Custom agent logic in LangChain - Performance & Optimization

Choose your learning style9 modes available
Performance: Custom agent logic
MEDIUM IMPACT
Custom agent logic affects how quickly and efficiently the agent processes inputs and generates outputs, impacting interaction responsiveness and overall user experience.
Implementing decision-making logic for an AI agent
LangChain
def agent_decision(input):
    cache = {}
    def get_result(key):
        if key not in cache:
            if key in ['A', 'B']:
                cache[key] = complex_call_1()
            elif key == 'C':
                cache[key] = complex_call_2()
            else:
                cache[key] = complex_call_3()
        return cache[key]
    return get_result(input)
Caches results to avoid repeated heavy calls and simplifies decision logic for faster processing.
📈 Performance GainReduces blocking time by up to 70%, improving interaction responsiveness
Implementing decision-making logic for an AI agent
LangChain
def agent_decision(input):
    # Multiple nested if-else checks with redundant calls
    if input == 'A':
        result = complex_call_1()
    elif input == 'B':
        result = complex_call_1()
    elif input == 'C':
        result = complex_call_2()
    else:
        result = complex_call_3()
    return result
Redundant calls and nested conditions cause repeated heavy computations, slowing response time.
📉 Performance CostBlocks interaction for 200-300ms per call due to repeated heavy computations
Performance Comparison
PatternDOM OperationsReflowsPaint CostVerdict
Redundant heavy calls in logicMinimal0Low[X] Bad
Cached and simplified logicMinimal0Low[OK] Good
Rendering Pipeline
Custom agent logic runs mostly in JavaScript or backend code before rendering results.
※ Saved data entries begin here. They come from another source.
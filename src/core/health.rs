use std::time::{Duration, Instant};

use dashmap::DashMap;

/// Consecutive transport failures observed against one backend address.
#[derive(Debug)]
struct FailureRecord {
    failures: u32,
    expires_at: Instant,
}

/// Passive per-backend health, keyed by `ip:port`.
///
/// Failures are recorded by the proxy loop; a backend is considered
/// unhealthy once its consecutive-failure count reaches the threshold.
/// Records expire after a TTL so a backend that stops receiving traffic
/// is forgiven, and any successful attempt clears its record outright.
#[derive(Debug)]
pub struct PassiveHealthStore {
    entries: DashMap<String, FailureRecord>,
    threshold: u32,
    ttl: Duration,
}

impl PassiveHealthStore {
    pub fn new(threshold: u32, ttl: Duration) -> Self {
        Self {
            entries: DashMap::new(),
            threshold,
            ttl,
        }
    }

    /// Record one failed attempt and return the updated count. The increment
    /// happens under the entry lock, so concurrent failures are never lost.
    pub fn mark_failed(&self, key: &str) -> u32 {
        let now = Instant::now();
        let mut record = self
            .entries
            .entry(key.to_string())
            .or_insert_with(|| FailureRecord {
                failures: 0,
                expires_at: now + self.ttl,
            });
        if record.expires_at <= now {
            record.failures = 0;
        }
        record.failures += 1;
        record.expires_at = now + self.ttl;
        record.failures
    }

    /// A successful attempt clears the backend's record entirely.
    pub fn mark_healthy(&self, key: &str) {
        self.entries.remove(key);
    }

    pub fn is_unhealthy(&self, key: &str) -> bool {
        self.failure_count(key) >= self.threshold
    }

    pub fn failure_count(&self, key: &str) -> u32 {
        match self.entries.get(key) {
            Some(record) if record.expires_at > Instant::now() => record.failures,
            _ => 0,
        }
    }

    /// Drop expired records; returns how many were removed.
    pub fn sweep_expired(&self) -> usize {
        let now = Instant::now();
        let before = self.entries.len();
        self.entries.retain(|_, record| record.expires_at > now);
        before.saturating_sub(self.entries.len())
    }

    pub fn len(&self) -> usize {
        self.entries.len()
    }

    pub fn is_empty(&self) -> bool {
        self.entries.is_empty()
    }
}
use std::sync::Arc;
use std::sync::atomic::{AtomicU64, Ordering};

use parking_lot::Mutex;
use rand::SeedableRng;
use rand::rngs::StdRng;
use serde::Serialize;

use crate::clock::Clock;
use crate::config::{MarkupRange, SimConfig};
use crate::error::SimResult;
use crate::market::{run_clearing_step, run_timeout_step};
use crate::production::run_production_step;
use crate::quoting::run_business_step;
use crate::records::Trade;
use crate::registry::Registry;
use crate::types::{Amount, Millis};

// ============================================================================
// TickReport - What one tick changed
// ============================================================================

#[derive(Debug, Clone, Default, PartialEq, Serialize)]
pub struct TickReport {
    pub tick: u64,
    pub now: Millis,
    /// Units added to stocks by production.
    pub produced: Amount,
    pub offers_posted: Vec<Trade>,
    /// Closed trades, in the order they were matched.
    pub fills: Vec<Trade>,
    pub timed_out: Vec<Trade>,
    /// Expired records the timeout step refused to touch.
    pub rejected_timeouts: usize,
}

// ============================================================================
// Economy - Shared state for the tick pipeline
// ============================================================================

/// Everything a tick needs: the registry, a clock for offer timestamps and
/// expiry, and the RNG quoting draws markups from.
pub struct Economy {
    registry: Arc<Registry>,
    clock: Arc<dyn Clock>,
    rng: Mutex<StdRng>,
    markup: MarkupRange,
    tick: AtomicU64,
}

impl Economy {
    pub fn new(registry: Arc<Registry>, clock: Arc<dyn Clock>, config: &SimConfig) -> Self {
        let rng = match config.seed {
            Some(seed) => StdRng::seed_from_u64(seed),
            None => StdRng::from_os_rng(),
        };
        Self {
            registry,
            clock,
            rng: Mutex::new(rng),
            markup: config.markup,
            tick: AtomicU64::new(0),
        }
    }

    pub fn registry(&self) -> &Arc<Registry> {
        &self.registry
    }

    pub fn clock(&self) -> &Arc<dyn Clock> {
        &self.clock
    }

    /// Number of ticks started so far.
    pub fn ticks(&self) -> u64 {
        self.tick.load(Ordering::SeqCst)
    }

    /// Run Production, Business Quoting, Market Clearing and Timeout once,
    /// in that order. The first error aborts the rest of the tick.
    pub fn run_tick(&self) -> SimResult<TickReport> {
        let tick = self.tick.fetch_add(1, Ordering::SeqCst);
        let now = self.clock.now_millis();
        let registry = self.registry.as_ref();

        let produced = run_production_step(registry, tick)?;

        let offers_posted = {
            let mut rng = self.rng.lock();
            run_business_step(registry, now, &mut *rng, &self.markup, tick)?
        };

        let fills = run_clearing_step(registry, now, tick)?;
        let timeouts = run_timeout_step(registry, now, tick)?;

        tracing::debug!(
            tick,
            produced,
            offers = offers_posted.len(),
            fills = fills.len(),
            timed_out = timeouts.timed_out.len(),
            "tick complete"
        );

        Ok(TickReport {
            tick,
            now,
            produced,
            offers_posted,
            fills,
            timed_out: timeouts.timed_out,
            rejected_timeouts: timeouts.rejected,
        })
    }
}

#[cfg(test)]
mod tests {
    use std::time::Duration;

    use super::*;
    use crate::clock::ManualClock;
    use crate::error::SimError;
    use crate::records::{ProductionUnit, Stock};
    use crate::types::{CommodityId, EntityId, RecordKind, StationId, StockId};

    fn economy(registry: Arc<Registry>, clock: Arc<ManualClock>) -> Economy {
        let config = SimConfig::default().with_seed(3);
        Economy::new(registry, clock, &config)
    }

    #[test]
    fn test_tick_counter_and_timestamp() {
        let clock = Arc::new(ManualClock::new(5_000));
        let economy = economy(Arc::new(Registry::new()), Arc::clone(&clock));

        let first = economy.run_tick().unwrap();
        clock.advance(Duration::from_millis(100));
        let second = economy.run_tick().unwrap();

        assert_eq!((first.tick, first.now), (0, 5_000));
        assert_eq!((second.tick, second.now), (1, 5_100));
        assert_eq!(economy.ticks(), 2);
        assert_eq!(second, TickReport { tick: 1, now: 5_100, ..TickReport::default() });
    }

    #[test]
    fn test_production_runs_before_quoting_in_the_same_tick() {
        let registry = Arc::new(Registry::new());
        let stock = Stock::new(EntityId::new(), StationId::new(), CommodityId::new());
        registry.insert(stock.clone());
        registry.insert(ProductionUnit::new(stock.id).with_production_amount(4));
        let economy = economy(Arc::clone(&registry), Arc::new(ManualClock::new(0)));

        let report = economy.run_tick().unwrap();
        assert_eq!(report.produced, 4);
        // No business owns the stock, so nothing is quoted from it.
        assert!(report.offers_posted.is_empty());
        assert_eq!(registry.get::<Stock>(stock.id).unwrap().amount, 4);
    }

    #[test]
    fn test_structural_error_aborts_tick() {
        let registry = Arc::new(Registry::new());
        let orphan = StockId::new();
        registry.insert(ProductionUnit::new(orphan));
        let economy = economy(registry, Arc::new(ManualClock::new(0)));

        let err = economy.run_tick().unwrap_err();
        assert_eq!(err, SimError::not_found(RecordKind::Stock, orphan));
    }
}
Inefficient logic delays the time before the UI updates with new content.
Script Execution
Rendering
Interaction Response
⚠️ BottleneckScript Execution due to heavy or redundant computations
Core Web Vital Affected
INP
Custom agent logic affects how quickly and efficiently the agent processes inputs and generates outputs, impacting interaction responsiveness and overall user experience.
Optimization Tips
1Avoid redundant heavy computations in agent logic to reduce script blocking.
2Use caching to store and reuse results for faster responses.
3Profile script execution to find and optimize slow logic paths.
Performance Quiz - 3 Questions
Test your performance knowledge
What is a main performance issue with redundant heavy calls in custom agent logic?
AThey increase script execution time and delay UI updates
BThey cause excessive DOM reflows
CThey increase CSS paint cost
DThey reduce network bandwidth
DevTools: Performance
How to check: Record a performance profile while interacting with the agent. Look for long scripting tasks and repeated function calls.
What to look for: Long scripting blocks or repeated calls indicate inefficient logic causing interaction delays.